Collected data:
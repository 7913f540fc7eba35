// SPDX-License-Identifier: Apache-2.0
// Copyright 2025 Ankit Kumar Pandey

//! `snappager serve` command - Serve page faults for one VM.
//!
//! The page server itself is synchronous. It runs on a dedicated thread while
//! the async side waits for it or for a shutdown signal. That thread is never
//! joined after a signal, since it may be blocked in `accept` or `poll`.

use std::future::Future;
use std::path::Path;
use std::sync::Arc;

use snappager_core::config::RawChunkStoreConfig;
use snappager_core::{
    start_uffd_handler_with_peer, ChunkStore, ConfigLoader, PagerConfig, PagerError, PeerProcess,
    RawPagerConfig,
};
use thiserror::Error;
use tokio::signal::unix::{signal, SignalKind};
use tokio::sync::oneshot;

use crate::ServeArgs;

#[derive(Debug, Error)]
pub enum ServeError {
    #[error(transparent)]
    Pager(#[from] PagerError),

    #[error("Failed to spawn page server thread: {0}")]
    Spawn(#[source] std::io::Error),

    #[error("Page server thread exited without a result")]
    ThreadLost,

    #[error("Failed to listen for shutdown signals: {0}")]
    Signal(#[source] std::io::Error),
}

/// How a serve session ended.
#[derive(Debug, Clone, Copy, PartialEq, Eq)]
pub enum Outcome {
    /// The hypervisor closed the handshake socket.
    Disconnected,
    /// A shutdown signal arrived first.
    Interrupted,
}

/// Resolve the flags into a validated configuration.
pub fn resolve_config(args: ServeArgs) -> Result<PagerConfig, PagerError> {
    if let Some(path) = &args.config {
        return ConfigLoader::load_file(path);
    }

    let chunk_store = args.chunk_dir.map(|root| RawChunkStoreConfig {
        root,
        chunk_size: args.chunk_size,
    });

    ConfigLoader::validate(RawPagerConfig {
        socket_path: args.socket.unwrap_or_default(),
        memory_file: args.memory_file.unwrap_or_default(),
        trace_file: args.trace_file,
        working_set_file: args.working_set_file,
        threads: args.threads,
        lazy: args.lazy,
        chunk_store,
    })
}

/// Remove the handshake socket and SIGTERM the hypervisor, if one connected.
pub fn shutdown_peer(socket_path: &Path, peer: &PeerProcess) {
    if let Err(e) = std::fs::remove_file(socket_path) {
        tracing::debug!(error = %e, "Handshake socket already gone");
    }
    match peer.terminate() {
        Ok(true) => {}
        Ok(false) => tracing::debug!("No hypervisor connected"),
        Err(e) => tracing::warn!(error = %e, "Failed to terminate hypervisor"),
    }
}

/// Run the page server until it returns or `shutdown` resolves.
pub async fn serve_until<S>(
    config: PagerConfig,
    chunk_store: Option<Arc<dyn ChunkStore>>,
    peer: Arc<PeerProcess>,
    shutdown: S,
) -> Result<Outcome, ServeError>
where
    S: Future<Output = std::io::Result<()>>,
{
    let socket_path = config.socket_path.clone();
    let server_peer = Arc::clone(&peer);
    let (done_tx, done_rx) = oneshot::channel();

    std::thread::Builder::new()
        .name("page-server".to_string())
        .spawn(move || {
            let result = start_uffd_handler_with_peer(&config, chunk_store, &server_peer);
            // Nobody is listening once a shutdown signal won.
            let _ = done_tx.send(result);
        })
        .map_err(ServeError::Spawn)?;

    tokio::select! {
        result = done_rx => {
            result.map_err(|_| ServeError::ThreadLost)??;
            Ok(Outcome::Disconnected)
        }
        signalled = shutdown => {
            signalled.map_err(ServeError::Signal)?;
            shutdown_peer(&socket_path, &peer);
            Ok(Outcome::Interrupted)
        }
    }
}

/// Resolves on Ctrl+C or SIGTERM.
async fn wait_for_signal() -> std::io::Result<()> {
    let mut terminate = signal(SignalKind::terminate())?;
    tokio::select! {
        result = tokio::signal::ctrl_c() => result,
        _ = terminate.recv() => Ok(()),
    }
}

pub async fn execute(args: ServeArgs) -> Result<(), Box<dyn std::error::Error>> {
    // Fail fast on invalid config before binding anything
    let config = resolve_config(args)?;
    let chunk_store = config.open_chunk_store()?;

    tracing::info!(
        socket = %config.socket_path.display(),
        memory_file = %config.memory_file.display(),
        lazy = config.lazy,
        threads = config.threads,
        "Starting page server"
    );

    let peer = Arc::new(PeerProcess::new());
    match serve_until(config, chunk_store, peer, wait_for_signal()).await {
        Ok(Outcome::Disconnected) => {
            tracing::info!("Hypervisor disconnected, page server stopped");
            Ok(())
        }
        Ok(Outcome::Interrupted) => {
            println!();
            println!("Shutting down...");
            tracing::info!("Shutting down page server");
            Ok(())
        }
        Err(e) => {
            tracing::error!(error = %e, "Page server failed");
            Err(e.into())
        }
    }
}
//! Userfaultfd descriptor and the ioctl seam.

use std::fs::File;
use std::io::{self, Read};
use std::os::fd::{AsRawFd, OwnedFd, RawFd};

use super::abi::{
    UffdioContinue, UffdioCopy, UffdioRange, UffdioZeropage, UFFDIO_CONTINUE, UFFDIO_COPY,
    UFFDIO_WAKE, UFFDIO_ZEROPAGE, UFFD_MSG_SIZE,
};

/// Operations the engine performs on a userfaultfd.
///
/// Errors carry the raw errno so callers can single out `EAGAIN` and `EEXIST`.
/// Implementations are shared by the working-set worker pool, hence `Send + Sync`.
pub trait UserFault: Send + Sync {
    /// Descriptor registered in the poll set.
    fn raw_fd(&self) -> RawFd;

    /// Non-blocking read of at most one `uffd_msg`.
    fn read_msg(&self, buf: &mut [u8; UFFD_MSG_SIZE]) -> io::Result<usize>;

    /// `UFFDIO_COPY`. Returns the kernel's `copy` field.
    fn copy(&self, copy: UffdioCopy) -> io::Result<i64>;

    /// `UFFDIO_ZEROPAGE`. Returns the kernel's `zeropage` field.
    fn zeropage(&self, zero: UffdioZeropage) -> io::Result<i64>;

    /// `UFFDIO_CONTINUE`. Returns the kernel's `mapped` field.
    fn continue_range(&self, cont: UffdioContinue) -> io::Result<i64>;

    /// `UFFDIO_WAKE`.
    fn wake(&self, range: UffdioRange) -> io::Result<()>;
}

/// 8-byte aligned ioctl argument buffer.
#[repr(C, align(8))]
struct IoctlArg<const N: usize>([u8; N]);

/// A userfaultfd received from the hypervisor.
///
/// Owns the descriptor; it is closed when the handler is dropped.
#[derive(Debug)]
pub struct UffdFile {
    file: File,
}

impl UffdFile {
    pub fn new(fd: OwnedFd) -> Self {
        Self {
            file: File::from(fd),
        }
    }

    fn ioctl<const N: usize>(&self, request: u32, image: [u8; N]) -> io::Result<[u8; N]> {
        let mut arg = IoctlArg(image);
        // SAFETY: the descriptor is owned by self and `arg` is a live, writable
        // buffer of exactly the size encoded in `request`.
        let ret = unsafe { libc::ioctl(self.file.as_raw_fd(), request as _, arg.0.as_mut_ptr()) };
        if ret == -1 {
            return Err(io::Error::last_os_error());
        }
        Ok(arg.0)
    }
}

impl UserFault for UffdFile {
    fn raw_fd(&self) -> RawFd {
        self.file.as_raw_fd()
    }

    fn read_msg(&self, buf: &mut [u8; UFFD_MSG_SIZE]) -> io::Result<usize> {
        (&self.file).read(buf)
    }

    fn copy(&self, copy: UffdioCopy) -> io::Result<i64> {
        let out = self.ioctl(UFFDIO_COPY, copy.encode())?;
        Ok(UffdioCopy::decode(&out).copy)
    }

    fn zeropage(&self, zero: UffdioZeropage) -> io::Result<i64> {
        let out = self.ioctl(UFFDIO_ZEROPAGE, zero.encode())?;
        Ok(UffdioZeropage::decode(&out).zeropage)
    }

    fn continue_range(&self, cont: UffdioContinue) -> io::Result<i64> {
        let out = self.ioctl(UFFDIO_CONTINUE, cont.encode())?;
        Ok(UffdioContinue::decode(&out).mapped)
    }

    fn wake(&self, range: UffdioRange) -> io::Result<()> {
        self.ioctl(UFFDIO_WAKE, range.encode())?;
        Ok(())
    }
}
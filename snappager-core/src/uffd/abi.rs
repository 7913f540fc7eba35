// SPDX-License-Identifier: Apache-2.0
// Copyright 2025 Ankit Kumar Pandey

//! Fixed-layout images of the `linux/userfaultfd.h` structures.
//!
//! Every structure is encoded and decoded field by field at documented byte
//! offsets in native byte order, so nothing depends on Rust struct layout.

/// `_IOWR(0xAA, 0x03, struct uffdio_copy)`
pub const UFFDIO_COPY: u32 = 0xc028_aa03;
/// `_IOWR(0xAA, 0x04, struct uffdio_zeropage)`
pub const UFFDIO_ZEROPAGE: u32 = 0xc020_aa04;
/// `_IOWR(0xAA, 0x07, struct uffdio_continue)`
pub const UFFDIO_CONTINUE: u32 = 0xc020_aa07;
/// `_IOR(0xAA, 0x02, struct uffdio_range)`
pub const UFFDIO_WAKE: u32 = 0x8010_aa02;

pub const UFFD_EVENT_PAGEFAULT: u8 = 0x12;
pub const UFFD_EVENT_FORK: u8 = 0x13;
pub const UFFD_EVENT_REMAP: u8 = 0x14;
pub const UFFD_EVENT_REMOVE: u8 = 0x15;
pub const UFFD_EVENT_UNMAP: u8 = 0x16;

pub const UFFD_PAGEFAULT_FLAG_WRITE: u64 = 0x1;
pub const UFFD_PAGEFAULT_FLAG_WP: u64 = 0x2;
pub const UFFD_PAGEFAULT_FLAG_MINOR: u64 = 0x4;

pub const UFFDIO_COPY_MODE_DONTWAKE: u64 = 0x1;
pub const UFFDIO_ZEROPAGE_MODE_DONTWAKE: u64 = 0x1;

/// Size of one `struct uffd_msg`: 8-byte header plus 24-byte union.
pub const UFFD_MSG_SIZE: usize = 32;
pub const UFFDIO_RANGE_SIZE: usize = 16;
pub const UFFDIO_COPY_SIZE: usize = 40;
pub const UFFDIO_ZEROPAGE_SIZE: usize = 32;
pub const UFFDIO_CONTINUE_SIZE: usize = 32;

fn put_u64(buf: &mut [u8], at: usize, value: u64) {
    buf[at..at + 8].copy_from_slice(&value.to_ne_bytes());
}

fn get_u64(buf: &[u8], at: usize) -> u64 {
    let mut word = [0u8; 8];
    word.copy_from_slice(&buf[at..at + 8]);
    u64::from_ne_bytes(word)
}

fn get_i64(buf: &[u8], at: usize) -> i64 {
    let mut word = [0u8; 8];
    word.copy_from_slice(&buf[at..at + 8]);
    i64::from_ne_bytes(word)
}

/// `struct uffdio_range { __u64 start; __u64 len; }`
///
/// | offset | field |
/// |---|---|
/// | 0 | start |
/// | 8 | len |
#[derive(Debug, Clone, Copy, PartialEq, Eq)]
pub struct UffdioRange {
    pub start: u64,
    pub len: u64,
}

impl UffdioRange {
    pub fn encode(&self) -> [u8; UFFDIO_RANGE_SIZE] {
        let mut buf = [0u8; UFFDIO_RANGE_SIZE];
        self.encode_into(&mut buf);
        buf
    }

    fn encode_into(&self, buf: &mut [u8]) {
        put_u64(buf, 0, self.start);
        put_u64(buf, 8, self.len);
    }

    fn decode_from(buf: &[u8]) -> Self {
        Self {
            start: get_u64(buf, 0),
            len: get_u64(buf, 8),
        }
    }
}

/// `struct uffdio_copy`
///
/// | offset | field |
/// |---|---|
/// | 0 | dst |
/// | 8 | src |
/// | 16 | len |
/// | 24 | mode |
/// | 32 | copy (out: bytes copied or `-errno`) |
#[derive(Debug, Clone, Copy, PartialEq, Eq)]
pub struct UffdioCopy {
    pub dst: u64,
    pub src: u64,
    pub len: u64,
    pub mode: u64,
    pub copy: i64,
}

impl UffdioCopy {
    pub fn new(dst: u64, src: u64, len: u64, mode: u64) -> Self {
        Self {
            dst,
            src,
            len,
            mode,
            copy: 0,
        }
    }

    pub fn encode(&self) -> [u8; UFFDIO_COPY_SIZE] {
        let mut buf = [0u8; UFFDIO_COPY_SIZE];
        put_u64(&mut buf, 0, self.dst);
        put_u64(&mut buf, 8, self.src);
        put_u64(&mut buf, 16, self.len);
        put_u64(&mut buf, 24, self.mode);
        buf[32..40].copy_from_slice(&self.copy.to_ne_bytes());
        buf
    }

    pub fn decode(buf: &[u8; UFFDIO_COPY_SIZE]) -> Self {
        Self {
            dst: get_u64(buf, 0),
            src: get_u64(buf, 8),
            len: get_u64(buf, 16),
            mode: get_u64(buf, 24),
            copy: get_i64(buf, 32),
        }
    }
}

/// `struct uffdio_zeropage`
///
/// | offset | field |
/// |---|---|
/// | 0 | range.start |
/// | 8 | range.len |
/// | 16 | mode |
/// | 24 | zeropage (out) |
#[derive(Debug, Clone, Copy, PartialEq, Eq)]
pub struct UffdioZeropage {
    pub range: UffdioRange,
    pub mode: u64,
    pub zeropage: i64,
}

impl UffdioZeropage {
    pub fn new(start: u64, len: u64, mode: u64) -> Self {
        Self {
            range: UffdioRange { start, len },
            mode,
            zeropage: 0,
        }
    }

    pub fn encode(&self) -> [u8; UFFDIO_ZEROPAGE_SIZE] {
        let mut buf = [0u8; UFFDIO_ZEROPAGE_SIZE];
        self.range.encode_into(&mut buf[..UFFDIO_RANGE_SIZE]);
        put_u64(&mut buf, 16, self.mode);
        buf[24..32].copy_from_slice(&self.zeropage.to_ne_bytes());
        buf
    }

    pub fn decode(buf: &[u8; UFFDIO_ZEROPAGE_SIZE]) -> Self {
        Self {
            range: UffdioRange::decode_from(buf),
            mode: get_u64(buf, 16),
            zeropage: get_i64(buf, 24),
        }
    }
}

/// `struct uffdio_continue`
///
/// Same shape as [`UffdioZeropage`]; the output field is `mapped`.
#[derive(Debug, Clone, Copy, PartialEq, Eq)]
pub struct UffdioContinue {
    pub range: UffdioRange,
    pub mode: u64,
    pub mapped: i64,
}

impl UffdioContinue {
    pub fn new(start: u64, len: u64) -> Self {
        Self {
            range: UffdioRange { start, len },
            mode: 0,
            mapped: 0,
        }
    }

    pub fn encode(&self) -> [u8; UFFDIO_CONTINUE_SIZE] {
        let mut buf = [0u8; UFFDIO_CONTINUE_SIZE];
        self.range.encode_into(&mut buf[..UFFDIO_RANGE_SIZE]);
        put_u64(&mut buf, 16, self.mode);
        buf[24..32].copy_from_slice(&self.mapped.to_ne_bytes());
        buf
    }

    pub fn decode(buf: &[u8; UFFDIO_CONTINUE_SIZE]) -> Self {
        Self {
            range: UffdioRange::decode_from(buf),
            mode: get_u64(buf, 16),
            mapped: get_i64(buf, 24),
        }
    }
}

/// A decoded `struct uffd_msg`.
///
/// | offset | field |
/// |---|---|
/// | 0 | event (u8) |
/// | 1..8 | reserved |
/// | 8 | pagefault.flags / remove.start |
/// | 16 | pagefault.address / remove.end |
/// | 24 | pagefault.feat.ptid (u32) |
#[derive(Debug, Clone, Copy, PartialEq, Eq)]
pub enum FaultEvent {
    Pagefault { flags: u64, address: u64 },
    Remove { start: u64, end: u64 },
    /// Fork, remap, unmap or anything newer; carried so it can be logged.
    Other { event: u8 },
}

impl FaultEvent {
    pub fn decode(buf: &[u8; UFFD_MSG_SIZE]) -> Self {
        match buf[0] {
            UFFD_EVENT_PAGEFAULT => Self::Pagefault {
                flags: get_u64(buf, 8),
                address: get_u64(buf, 16),
            },
            UFFD_EVENT_REMOVE => Self::Remove {
                start: get_u64(buf, 8),
                end: get_u64(buf, 16),
            },
            event => Self::Other { event },
        }
    }

    /// Inverse of [`FaultEvent::decode`]. The hypervisor never sends these;
    /// simulated kernels in tests do.
    pub fn encode(&self) -> [u8; UFFD_MSG_SIZE] {
        let mut buf = [0u8; UFFD_MSG_SIZE];
        match *self {
            Self::Pagefault { flags, address } => {
                buf[0] = UFFD_EVENT_PAGEFAULT;
                put_u64(&mut buf, 8, flags);
                put_u64(&mut buf, 16, address);
            }
            Self::Remove { start, end } => {
                buf[0] = UFFD_EVENT_REMOVE;
                put_u64(&mut buf, 8, start);
                put_u64(&mut buf, 16, end);
            }
            Self::Other { event } => buf[0] = event,
        }
        buf
    }

    /// True for a pagefault carrying `UFFD_PAGEFAULT_FLAG_MINOR`.
    pub fn is_minor(&self) -> bool {
        matches!(self, Self::Pagefault { flags, .. } if flags & UFFD_PAGEFAULT_FLAG_MINOR != 0)
    }
}

/// Human readable name of a `uffd_msg.event` code.
pub fn event_name(event: u8) -> &'static str {
    match event {
        UFFD_EVENT_PAGEFAULT => "pagefault",
        UFFD_EVENT_FORK => "fork",
        UFFD_EVENT_REMAP => "remap",
        UFFD_EVENT_REMOVE => "remove",
        UFFD_EVENT_UNMAP => "unmap",
        _ => "unknown",
    }
}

**Assignment:**
Where does the word "PagerError" occur in the data? Copy every line that has it.

**Task solution:**
    start_uffd_handler_with_peer, ChunkStore, ConfigLoader, PagerConfig, PagerError, PeerProcess,
    Pager(#[from] PagerError),
pub fn resolve_config(args: ServeArgs) -> Result<PagerConfig, PagerError> {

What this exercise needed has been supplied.